Los sucesivos planes y recortes presupuestarios fueron dejando un reguero de descontento que se cristaliza en las actuales movilizaciones. No sólo los chalecos amarillos están en la movilización.

Esta semana, masivas protestas y paros del servicio para-medical y de ambulancias movilizaron a miles de trabajadores de este sector de la salud los que, sólo en París, llegaron a bloquear los accesos a la Asamblea Nacional y la Plaza de la Concordia con sus ambulancias y sus pancartas reivindicando mejoras salariales y contra el alza de los combustibles.

Al descontento de profesores universitarios y de centros de investigación por las rebajas presupuestarias, se han sumado el alza de los impuestos a los jubilados, los problemas de atención médica y el cierre de servicios públicos en las áreas rurales.

Hoy más de 200 liceos se encuentran en paro, sumándose a las movilizaciones de los chalecos amarillos en las principales ciudades francesas, Lyon, Marsella y Nantes.

Para el presidente de la Unión Nacional de Liceanos el gobierno ha generado una situación que nadie, hoy, puede controlar.

La Federación democrática e independiente de liceanos y el Sindicato general de liceanos han llamado este jueves 6 de diciembre a manifestar masivamente contra el gobierno.

Para lunes 10 de diciembre los principales partidos de la izquierda francesa -Francia Insumisa, el PS y el PC – van a presentar una moción de censura contra el gobierno en la Asamblea Nacional.

Invitado al programa de BFMTV, Eric Drovet, uno de los camioneros que están al inicio del movimiento, llama a rodear el palacio presidencial del Eliseo el sábado y a entrar si es posible porque el pueblo en la calle quiere ser escuchado.

Más de 10 llamados a movilizarse el sábado difundidos por diferentes organizaciones a manifestar a Paris y en el resto del país han sido ampliamente difundidos.

La suspensión de algunas medidas propuestas este martes por el Primer Ministro, Edouard Philippe, han sido rechazadas y consideradas ampliamente insuficientes y no en relación a las demandas de los manifestantes.

Si bien en Francia existe un real déficit en las finanzas públicas, ningún gobierno y menos uno dirigido por un ex banquero se va a atacar a uno de los problemas más complejos y al cual nadie ha querido enfrentar: La evasión fiscal.

En Francia cada año, los más ricos evaden más de 70 mil millones de euros… esa sola cifra bastaría para cubrir las necesidades de la seguridad social y los déficit en la educación.
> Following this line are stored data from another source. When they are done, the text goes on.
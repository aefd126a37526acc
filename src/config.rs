//! Stream configuration.

use crate::error::BlockAudioError;
use crate::format::SampleFormat;

/// The fixed format of a stream: sample format, channel layout, rate, and
/// block size.
///
/// A `StreamSpec` is chosen at construction and never changes for the
/// lifetime of a stream; every getter on a stream echoes these values back.
///
/// # Example
///
/// ```
/// use block_audio::{SampleFormat, StreamSpec};
///
/// let spec = StreamSpec {
///     format: SampleFormat::S16,
///     channels: 1,
///     sample_rate: 44_100,
///     frame_count: 128,
/// };
/// assert_eq!(spec.bytes_per_block(), 2 * 128);
/// ```
#[derive(Debug, Clone, Copy, PartialEq, Eq)]
pub struct StreamSpec {
    /// PCM sample format of every block.
    pub format: SampleFormat,
    /// Number of interleaved channels (1 = mono, 2 = stereo).
    pub channels: u16,
    /// Sample rate in Hz.
    pub sample_rate: u32,
    /// Number of frames exchanged per block.
    pub frame_count: usize,
}

impl Default for StreamSpec {
    fn default() -> Self {
        Self {
            format: SampleFormat::F32,
            channels: 2,
            sample_rate: 44_100,
            frame_count: 512,
        }
    }
}

impl StreamSpec {
    /// Returns the size of one frame in bytes.
    #[must_use]
    pub fn bytes_per_frame(&self) -> usize {
        self.format.bytes_per_frame(self.channels)
    }

    /// Returns the size of one full block in bytes.
    #[must_use]
    pub fn bytes_per_block(&self) -> usize {
        self.bytes_per_frame() * self.frame_count
    }

    /// Checks the spec for values no stream can work with.
    pub fn validate(&self) -> Result<(), BlockAudioError> {
        if self.format == SampleFormat::Unknown {
            return Err(BlockAudioError::UnsupportedFormat {
                format: self.format,
            });
        }
        if self.channels == 0 {
            return Err(BlockAudioError::invalid("channel count must be non-zero"));
        }
        if self.sample_rate == 0 {
            return Err(BlockAudioError::invalid("sample rate must be non-zero"));
        }
        if self.frame_count == 0 {
            return Err(BlockAudioError::invalid("frame count must be non-zero"));
        }
        Ok(())
    }
}
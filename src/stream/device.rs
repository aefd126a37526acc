//! Online streaming against a live device.

use std::panic::{self, AssertUnwindSafe};
use std::path::Path;
use std::sync::{Arc, Mutex};

use tracing::warn;

use crate::backend::{Backend, DataCallback};
use crate::block::{BlockBuf, Frames, FramesMut};
use crate::config::StreamSpec;
use crate::device::{Device, DeviceType, StopHandle};
use crate::error::BlockAudioError;
use crate::event::{EventCallback, StopCallback, StreamEvent};
use crate::sink::{EncodingFormat, FrameSink};
use crate::source::{FrameSource, SourceConfig};

use super::TransformCallback;

/// Online stream: device callback, optional file input, optional file
/// recording.
///
/// With an input file the device runs playback and the file feeds the
/// transform's input; without one the device runs duplex and the live
/// capture feeds it. Either way the transform's output goes to the device,
/// and to the output file when one was given. All data motion happens on
/// the driver's thread; [`DeviceStream::start`] returns immediately.
///
/// A non-looping input file that runs out forces a self-stop from the
/// callback: the block that observed exhaustion still flows through the
/// transform (zero-padded) and the recording, then the watcher halts the
/// device and fires the stop callback.
pub struct DeviceStream {
    device: Device,
    source: Option<Arc<Mutex<FrameSource>>>,
    sink: Option<Arc<Mutex<FrameSink>>>,
    event_callback: Option<EventCallback>,
}

impl std::fmt::Debug for DeviceStream {
    fn fmt(&self, f: &mut std::fmt::Formatter<'_>) -> std::fmt::Result {
        f.debug_struct("DeviceStream")
            .field("device", &self.device)
            .field("source", &self.source)
            .field("sink", &self.sink)
            .finish_non_exhaustive()
    }
}

impl DeviceStream {
    /// Opens the device and any file endpoints.
    ///
    /// `input_file` selects playback mode (file-fed); without it the device
    /// runs duplex so live input reaches the transform. `output_file`
    /// attaches a recording sink. Files are converted/encoded in the
    /// stream's configured format.
    pub fn new(
        backend: Box<dyn Backend>,
        spec: StreamSpec,
        input_file: Option<&Path>,
        output_file: Option<&Path>,
        looping: bool,
    ) -> Result<Self, BlockAudioError> {
        spec.validate()?;

        let device_type = if input_file.is_some() {
            DeviceType::Playback
        } else {
            DeviceType::Duplex
        };

        let source = input_file
            .map(|path| {
                let mut source = FrameSource::open_with(
                    path,
                    &SourceConfig {
                        format: Some(spec.format),
                        channels: Some(spec.channels),
                        sample_rate: Some(spec.sample_rate),
                    },
                )?;
                source.set_looping(looping);
                Ok::<_, BlockAudioError>(Arc::new(Mutex::new(source)))
            })
            .transpose()?;

        let sink = output_file
            .map(|path| {
                let sink = FrameSink::open(
                    path,
                    EncodingFormat::Wav,
                    spec.format,
                    spec.channels,
                    spec.sample_rate,
                )?;
                Ok::<_, BlockAudioError>(Arc::new(Mutex::new(sink)))
            })
            .transpose()?;

        let device = Device::new(backend, device_type, spec)?;

        Ok(Self {
            device,
            source,
            sink,
            event_callback: None,
        })
    }

    /// Installs a callback for runtime conditions the driver thread cannot
    /// surface as return values (source exhaustion, recording failures,
    /// transform panics). Replaces any previous callback.
    pub fn set_event_callback(&mut self, callback: EventCallback) {
        self.event_callback = Some(callback);
    }

    /// Returns the stream configuration.
    #[must_use]
    pub fn spec(&self) -> &StreamSpec {
        self.device.spec()
    }

    /// Returns whether the device is running.
    #[must_use]
    pub fn is_started(&self) -> bool {
        self.device.is_started()
    }

    /// Returns a handle for stopping the stream from any thread, including
    /// from inside the transform.
    #[must_use]
    pub fn stop_handle(&self) -> StopHandle {
        self.device.stop_handle()
    }

    /// Returns whether the input file wraps at end-of-stream. `false` when
    /// there is no input file.
    #[must_use]
    pub fn is_looping(&self) -> bool {
        self.source
            .as_ref()
            .is_some_and(|source| source.lock().unwrap().is_looping())
    }

    /// Enables or disables input file looping. No-op without an input file.
    pub fn set_looping(&mut self, looping: bool) {
        if let Some(source) = &self.source {
            source.lock().unwrap().set_looping(looping);
        }
    }

    /// Starts the device and returns once the callback is live.
    ///
    /// The transform runs on the driver thread from here on. The stop
    /// callback fires once the device has fully halted, whichever thread
    /// requested the stop.
    pub fn start(
        &mut self,
        transform: TransformCallback,
        stop_callback: Option<StopCallback>,
    ) -> Result<(), BlockAudioError> {
        let spec = *self.device.spec();
        let stop_handle = self.device.stop_handle();
        let source = self.source.clone();
        let sink = self.sink.clone();
        let events = self.event_callback.clone();

        let mut transform = transform;
        // Scratch blocks for the file-fed input and for a device without an
        // output side, reused across invocations
        let mut file_block = BlockBuf::zeroed(spec.bytes_per_block());
        let mut sink_scratch = BlockBuf::zeroed(spec.bytes_per_block());
        // Once the transform has panicked it is not invoked again
        let mut poisoned = false;
        let mut exhausted = false;

        // The event callback is user code running on the driver thread, so
        // it gets the same unwind boundary as the transform
        let emit = move |event: StreamEvent| {
            if let Some(callback) = &events {
                if panic::catch_unwind(AssertUnwindSafe(|| callback(event))).is_err() {
                    warn!("event callback panicked");
                }
            }
        };

        let data_callback: DataCallback = Box::new(move |device_input, device_output, frame_count| {
            // Input side: file if present, else live capture
            let input_bytes: Option<&[u8]> = if let Some(source) = &source {
                let mut guard = source.lock().unwrap();
                match guard.read(file_block.as_bytes_mut(), frame_count) {
                    Ok(0) => {
                        // Exhausted: schedule the halt first, then let this
                        // final silent block flow through transform and
                        // recording
                        drop(guard);
                        stop_handle.stop();
                        if !exhausted {
                            exhausted = true;
                            emit(StreamEvent::SourceExhausted);
                        }
                    }
                    Ok(_) => drop(guard),
                    Err(e) => {
                        drop(guard);
                        warn!(error = %e, "source read failed");
                        stop_handle.stop();
                        if !exhausted {
                            exhausted = true;
                            emit(StreamEvent::SourceError {
                                reason: e.to_string(),
                            });
                        }
                    }
                }
                Some(file_block.as_bytes())
            } else {
                device_input
            };

            let output_bytes: &mut [u8] = match device_output {
                Some(out) => out,
                None => {
                    sink_scratch.as_bytes_mut().fill(0);
                    sink_scratch.as_bytes_mut()
                }
            };

            if !poisoned {
                let result = panic::catch_unwind(AssertUnwindSafe(|| {
                    transform(
                        input_bytes.map(|bytes| Frames::wrap(bytes, spec.format, spec.channels)),
                        Some(FramesMut::wrap(
                            &mut *output_bytes,
                            spec.format,
                            spec.channels,
                        )),
                        frame_count,
                    );
                }));
                if let Err(payload) = result {
                    poisoned = true;
                    let reason = panic_reason(payload.as_ref());
                    warn!(reason, "transform panicked, stopping stream");
                    stop_handle.stop();
                    emit(StreamEvent::TransformPanicked {
                        reason: reason.to_owned(),
                    });
                }
            }

            if let Some(sink) = &sink {
                let mut guard = sink.lock().unwrap();
                if let Err(e) = guard.write(output_bytes, frame_count) {
                    drop(guard);
                    warn!(error = %e, "recording write failed, stopping stream");
                    stop_handle.stop();
                    emit(StreamEvent::SinkError {
                        reason: e.to_string(),
                    });
                }
            }
        });

        self.device.start(data_callback, stop_callback)
    }

    /// Stops the device.
    ///
    /// Blocking when called off the driver thread, immediate (halt deferred
    /// to the watcher) when called from inside the transform. No-op when not
    /// running.
    pub fn stop(&mut self) -> Result<(), BlockAudioError> {
        self.device.stop()
    }
}

impl Drop for DeviceStream {
    fn drop(&mut self) {
        // Halt the callback before finalizing the recording
        if let Err(e) = self.device.stop() {
            warn!(error = %e, "device stop on drop failed");
        }
        if let Some(sink) = &self.sink {
            if let Err(e) = sink.lock().unwrap().close() {
                warn!(error = %e, "recording finalize failed");
            }
        }
    }
}

fn panic_reason(payload: &(dyn std::any::Any + Send)) -> &str {
    if let Some(s) = payload.downcast_ref::<&str>() {
        s
    } else if let Some(s) = payload.downcast_ref::<String>() {
        s
    } else {
        "unknown panic payload"
    }
}
//! A wall-clock-paced backend for tests and hardwareless environments.

use std::sync::atomic::{AtomicBool, Ordering};
use std::sync::Arc;
use std::thread;
use std::time::Duration;

use tracing::debug;

use crate::block::BlockBuf;
use crate::config::StreamSpec;
use crate::device::DeviceType;
use crate::error::BlockAudioError;

use super::{Backend, DataCallback};

/// A [`Backend`] that synthesizes the driver thread.
///
/// Instead of opening an audio endpoint, `activate` spawns a thread that
/// invokes the data callback once per block period, sleeping the block's
/// wall-clock duration in between. Capture input is silence. Playback output
/// is discarded. The timing is approximate but the threading contract is the
/// real one, which is what device-path tests care about.
#[derive(Debug, Default)]
pub struct MockBackend {
    running: Option<(Arc<AtomicBool>, thread::JoinHandle<()>)>,
}

impl MockBackend {
    /// Creates an inactive mock backend.
    #[must_use]
    pub fn new() -> Self {
        Self::default()
    }
}

impl Backend for MockBackend {
    fn activate(
        &mut self,
        device_type: DeviceType,
        spec: &StreamSpec,
        mut callback: DataCallback,
    ) -> Result<(), BlockAudioError> {
        if self.running.is_some() {
            return Err(BlockAudioError::device("backend is already active"));
        }

        let has_input = matches!(
            device_type,
            DeviceType::Capture | DeviceType::Duplex | DeviceType::Loopback
        );
        let has_output = matches!(device_type, DeviceType::Playback | DeviceType::Duplex);

        let frame_count = spec.frame_count;
        let block_bytes = spec.bytes_per_block();
        let period = Duration::from_secs_f64(frame_count as f64 / f64::from(spec.sample_rate));

        let alive = Arc::new(AtomicBool::new(true));
        let thread_alive = Arc::clone(&alive);

        let handle = thread::Builder::new()
            .name("mock-audio-driver".into())
            .spawn(move || {
                debug!(?device_type, frame_count, "mock driver thread running");
                // BlockBuf keeps the blocks aligned for typed sample views
                let input = BlockBuf::zeroed(block_bytes);
                let mut output = BlockBuf::zeroed(block_bytes);

                while thread_alive.load(Ordering::Acquire) {
                    output.as_bytes_mut().fill(0);
                    callback(
                        has_input.then_some(input.as_bytes()),
                        has_output.then_some(output.as_bytes_mut()),
                        frame_count,
                    );
                    thread::sleep(period);
                }
                debug!("mock driver thread exiting");
            })
            .map_err(BlockAudioError::device)?;

        self.running = Some((alive, handle));
        Ok(())
    }

    fn deactivate(&mut self) -> Result<(), BlockAudioError> {
        if let Some((alive, handle)) = self.running.take() {
            alive.store(false, Ordering::Release);
            handle
                .join()
                .map_err(|_| BlockAudioError::device("mock driver thread panicked"))?;
        }
        Ok(())
    }
}

impl Drop for MockBackend {
    fn drop(&mut self) {
        let _ = self.deactivate();
    }
}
Un sólo botón de muestra: el cuarto hombre más rico en el mundo en 2018, Bernard Arnault, presidente y dueño del conglomerado multinacional francés LVMH, procesado en Italia por el no pago de 1200 millones de euros de impuestos impagos, tiene una deuda con el fisco francés de 1800 millones de euros.

Si hay algo que podemos rescatar de las masivas movilizaciones en Francia, es la señal clara de aquello que los franceses llaman: «le ras-le-bol», estar hasta la coronilla, de medidas económicas que afectan a los sectores populares y capas medias, mientras los ricos siguen profitando, enriqueciéndose y aumentando sus fortunas en los paraísos fiscales.

Quizás después de mucho tiempo no resonaba tan alto y desde la calle, la divisa que cubre todos los edificios públicos, escuelas y liceos franceses de «Libertad, Igualdad y Fraternidad».